Veal is not only delicious and nutritious, but it is also easy to prepare. Click on one of our recipes for a quick and easy meal solution, or create your own veal masterpiece using one of the traditional cooking methods.
The Secret to Veal Success
You don’t have to be an expert chef to create a delicious meal using veal. It can be sautéed, stir-fried, braised, stewed, grilled or broiled. Choosing the right method of preparation is important. But regardless of how you choose to prepare your veal, just keep one thought in mind: The key to veal is not to overcook.
- Executive Chef, Ritz-Carlton Dining Room, Boston, Massachusetts
Look for veal that is creamy pink in color with a fine-grained texture. If there is fat covering, it should be milky white. There should be very little if any fat marbling. Be careful to choose packages that are cold, tightly wrapped and without punctures or tears. Do not purchase packages that have excessive juice. Remember that there is a proper way to cook each different cut of veal for maximum flavor and tenderness. Be sure to purchase cuts that require cooking methods with which you are comfortable.
Refrigerate veal in the coldest section of the refrigerator. It is recommended that you plan to cook the veal within 1 – 2 days. Veal can be frozen and defrosted like any other meat. After purchase, freeze any veal that will not be used within 2 days. Make sure to label and date the packages.
Season to Taste
Veal’s delicate flavor is compatible with a variety of seasonings. For especially tasty veal, try garlic, lemon peel, black pepper, lemon pepper, fresh or dried herbs and Italian seasoning. You may be surprised to discover that fresh fruit salsas and dried fruit sauces also go well with veal. (See our in-depth chart for more great veal Seasonings and Companions)

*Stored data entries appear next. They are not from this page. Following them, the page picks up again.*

//! Label-keyed kill counters and last-kill state
//!
//! The registry is the only mutable state shared between the ingestion
//! pipeline and the HTTP server. One mutex guards the whole map: an
//! `observe` is all-or-nothing from a reader's point of view, and a
//! `snapshot` is a point-in-time copy whose cost is O(distinct label sets),
//! independent of event rate.

use crate::models::{FieldValue, OomKillEvent, StatMap};
use chrono::{DateTime, Utc};
use std::collections::HashMap;
use std::sync::Mutex;

/// Dimension values identifying one series. Low cardinality by construction.
#[derive(Debug, Clone, PartialEq, Eq, Hash)]
pub struct LabelSet {
    pub container_id: String,
    pub command: String,
}

/// Per-label aggregate: monotonic kill count plus the stats of the most
/// recent kill, overwritten whole on each observation.
#[derive(Debug, Clone)]
pub struct LabelEntry {
    pub kills: u64,
    pub timestamp: DateTime<Utc>,
    pub memory_stats: StatMap,
    pub cgroup_stats: StatMap,
    pub process_stats: StatMap,
}

impl LabelEntry {
    /// Look up an integer stat across the three buckets.
    pub fn stat_int(&self, key: &str) -> Option<i64> {
        self.memory_stats
            .get(key)
            .or_else(|| self.cgroup_stats.get(key))
            .or_else(|| self.process_stats.get(key))
            .and_then(FieldValue::as_int)
    }
}

/// Immutable point-in-time copy of the registry for exposition.
pub type RegistrySnapshot = Vec<(LabelSet, LabelEntry)>;

#[derive(Debug, Default)]
pub struct MetricRegistry {
    entries: Mutex<HashMap<LabelSet, LabelEntry>>,
}

impl MetricRegistry {
    pub fn new() -> Self {
        Self::default()
    }

    /// Consume one event: bump the label's kill counter and overwrite its
    /// last-kill state under a single critical section, so a concurrent
    /// snapshot sees either the whole update or none of it.
    pub fn observe(&self, event: OomKillEvent) {
        let OomKillEvent {
            timestamp,
            container_id,
            command,
            memory_stats,
            cgroup_stats,
            process_stats,
            ..
        } = event;
        let labels = LabelSet {
            container_id,
            command,
        };
        let mut entries = self.entries.lock().unwrap_or_else(|e| e.into_inner());
        let entry = entries.entry(labels).or_insert_with(|| LabelEntry {
            kills: 0,
            timestamp,
            memory_stats: StatMap::new(),
            cgroup_stats: StatMap::new(),
            process_stats: StatMap::new(),
        });
        entry.kills += 1;
        entry.timestamp = timestamp;
        entry.memory_stats = memory_stats;
        entry.cgroup_stats = cgroup_stats;
        entry.process_stats = process_stats;
    }

    pub fn snapshot(&self) -> RegistrySnapshot {
        let entries = self.entries.lock().unwrap_or_else(|e| e.into_inner());
        entries.iter().map(|(k, v)| (k.clone(), v.clone())).collect()
    }

    pub fn len(&self) -> usize {
        self.entries.lock().unwrap_or_else(|e| e.into_inner()).len()
    }

    pub fn is_empty(&self) -> bool {
        self.len() == 0
    }
}
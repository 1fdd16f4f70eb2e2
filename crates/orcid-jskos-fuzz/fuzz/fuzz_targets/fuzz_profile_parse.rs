#![no_main]

use libfuzzer_sys::fuzz_target;
use orcid_jskos::mapper::map_profile;
use orcid_jskos::models::ProfileResponse;

fuzz_target!(|data: &[u8]| {
    // Parsing may fail, mapping a parsed profile must not panic
    if let Ok(ProfileResponse {
        orcid_profile: Some(profile),
    }) = serde_json::from_slice(data)
    {
        let concept = map_profile(&profile);
        let _ = serde_json::to_string(&concept);
    }
});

There are a number of techniques for flavoring veal. The technique chosen may depend on the seasonings or ingredients used:
Apply herbs and spices to the outside of the meat before braising or grilling.
Soak meat in a mixture of oils, herbs and acidic ingredients such as juices, vinegar or wine. Marinating can also tenderize meat before cooking.
Sauce or Glaze:
Top meat with a blend of flavors while adding moisture.
Crust or Bread:
Coat meat, such as cutlets, in breadcrumbs, herbs or ground nuts.
Fill veal with an assortment of vegetables, herbs, nuts and cheeses.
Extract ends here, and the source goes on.